15. The method of 14, wherein estimating the effort expended by the user preforming or attempting to perform the movement comprises dividing the mean absolute value of the filtered EMG signals for the time period by a maximum mean absolute value of contraction of the muscle.
16. The method of 13, wherein estimating the occlusion factor comprises linearly regressing the volitional movement and stimulated movement of the user at a time in the time period.
17. The method of 13, wherein the estimating the fatigue factor is based on a function of the median frequency of the filtered EMG signal over the time period.
18. The method of 13, further comprising modulating at least one parameter of the electrical stimulation in response to the corrected effort determination.
19. A method for controlling effort dependent contralaterally controlled functional electrical stimulation (FES) rehabilitation comprising:
instructing, by a system comprising a processor, a user to perform a movement;
applying, by the system, a stimulation comprising a FES signal to a muscle activated by the movement;
determining, by the system, a corrected effort percentage for the movement that accounts for user expended effort, an occlusion factor, and a fatigue factor;
determining, by the system, a task tracking error representative of the difference between a movement goal and the movement of the user;
determining, by the system, a movement error representative of a difference in a measurement of the movement normalized to a measurement of the movement due to the stimulation;
determining, by the system, whether to modulate at least one parameter of the stimulation based on the corrected effort percentage, the task tracking error, and the movement error, wherein the at least one parameter of the stimulation controls stimulation intensity; and
applying, by the system, the at least one modulated parameter to a stimulator to modulate the stimulation.
20. The method of claim 19, further comprising increasing the intensity of the stimulation when the corrected effort percentage is above a threshold and/or the task tracking error is below a threshold indicating the user is close to the movement goal.
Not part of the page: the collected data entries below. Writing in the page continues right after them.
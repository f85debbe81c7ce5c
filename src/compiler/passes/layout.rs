//! Layout conversions requested by the layout optimizer.
//!
//! The three passes in this module differ only in the role of the dependency slots they
//! look at: data inputs are converted before anything else, biases in the
//! pre-optimization phase and weights last, once the consuming primitive is final.
//! Conversions of constant weights and biases are folded away by constant propagation.

use crate::{
    compiler::{
        pass::{GraphPass, PassContext},
        passes::utils::convert_inputs_with_role,
    },
    config::PassKind,
    graph::GraphStore,
    policy::InputRole,
    Result,
};

/// Converts data inputs to the preferred layout.
pub struct ReorderInputsPass;

impl Default for ReorderInputsPass {
    fn default() -> Self {
        Self::new()
    }
}

impl ReorderInputsPass {
    /// Creates a new input reordering pass.
    #[must_use]
    pub fn new() -> Self {
        Self
    }
}

impl GraphPass for ReorderInputsPass {
    fn name(&self) -> &'static str {
        "reorder_inputs"
    }

    fn kind(&self) -> PassKind {
        PassKind::ReorderInputs
    }

    fn description(&self) -> &'static str {
        "Converts data inputs to the layout preferred by their consumer"
    }

    fn run(&self, graph: &mut GraphStore, ctx: &PassContext<'_>) -> Result<bool> {
        convert_inputs_with_role(graph, ctx, self.name(), InputRole::Data)
    }
}

/// Converts convolution and fully connected biases to the preferred layout.
pub struct PreOptimizeBiasPass;

impl Default for PreOptimizeBiasPass {
    fn default() -> Self {
        Self::new()
    }
}

impl PreOptimizeBiasPass {
    /// Creates a new bias optimization pass.
    #[must_use]
    pub fn new() -> Self {
        Self
    }
}

impl GraphPass for PreOptimizeBiasPass {
    fn name(&self) -> &'static str {
        "pre_optimize_bias"
    }

    fn kind(&self) -> PassKind {
        PassKind::Bias
    }

    fn description(&self) -> &'static str {
        "Converts biases to the layout preferred by their consumer"
    }

    fn run(&self, graph: &mut GraphStore, ctx: &PassContext<'_>) -> Result<bool> {
        convert_inputs_with_role(graph, ctx, self.name(), InputRole::Bias)
    }
}

/// Converts convolution and fully connected weights to the preferred layout.
pub struct PostOptimizeWeightsPass;

impl Default for PostOptimizeWeightsPass {
    fn default() -> Self {
        Self::new()
    }
}

impl PostOptimizeWeightsPass {
    /// Creates a new weights optimization pass.
    #[must_use]
    pub fn new() -> Self {
        Self
    }
}

impl GraphPass for PostOptimizeWeightsPass {
    fn name(&self) -> &'static str {
        "post_optimize_weights"
    }

    fn kind(&self) -> PassKind {
        PassKind::Weights
    }

    fn description(&self) -> &'static str {
        "Converts weights to the layout preferred by their consumer"
    }

    fn run(&self, graph: &mut GraphStore, ctx: &PassContext<'_>) -> Result<bool> {
        convert_inputs_with_role(graph, ctx, self.name(), InputRole::Weights)
    }
}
21. The method of claim 19, further comprising not changing the intensity of the stimulation or lowering the intensity of the stimulation when the corrected effort percentage is below a threshold and/or the task tracking error is above another threshold indicating the user is far from the movement goal.
22. The method of claim 19, further comprising stopping the stimulation and instructing the user to rest when the corrected effort percentage indicates fatigue is above a threshold.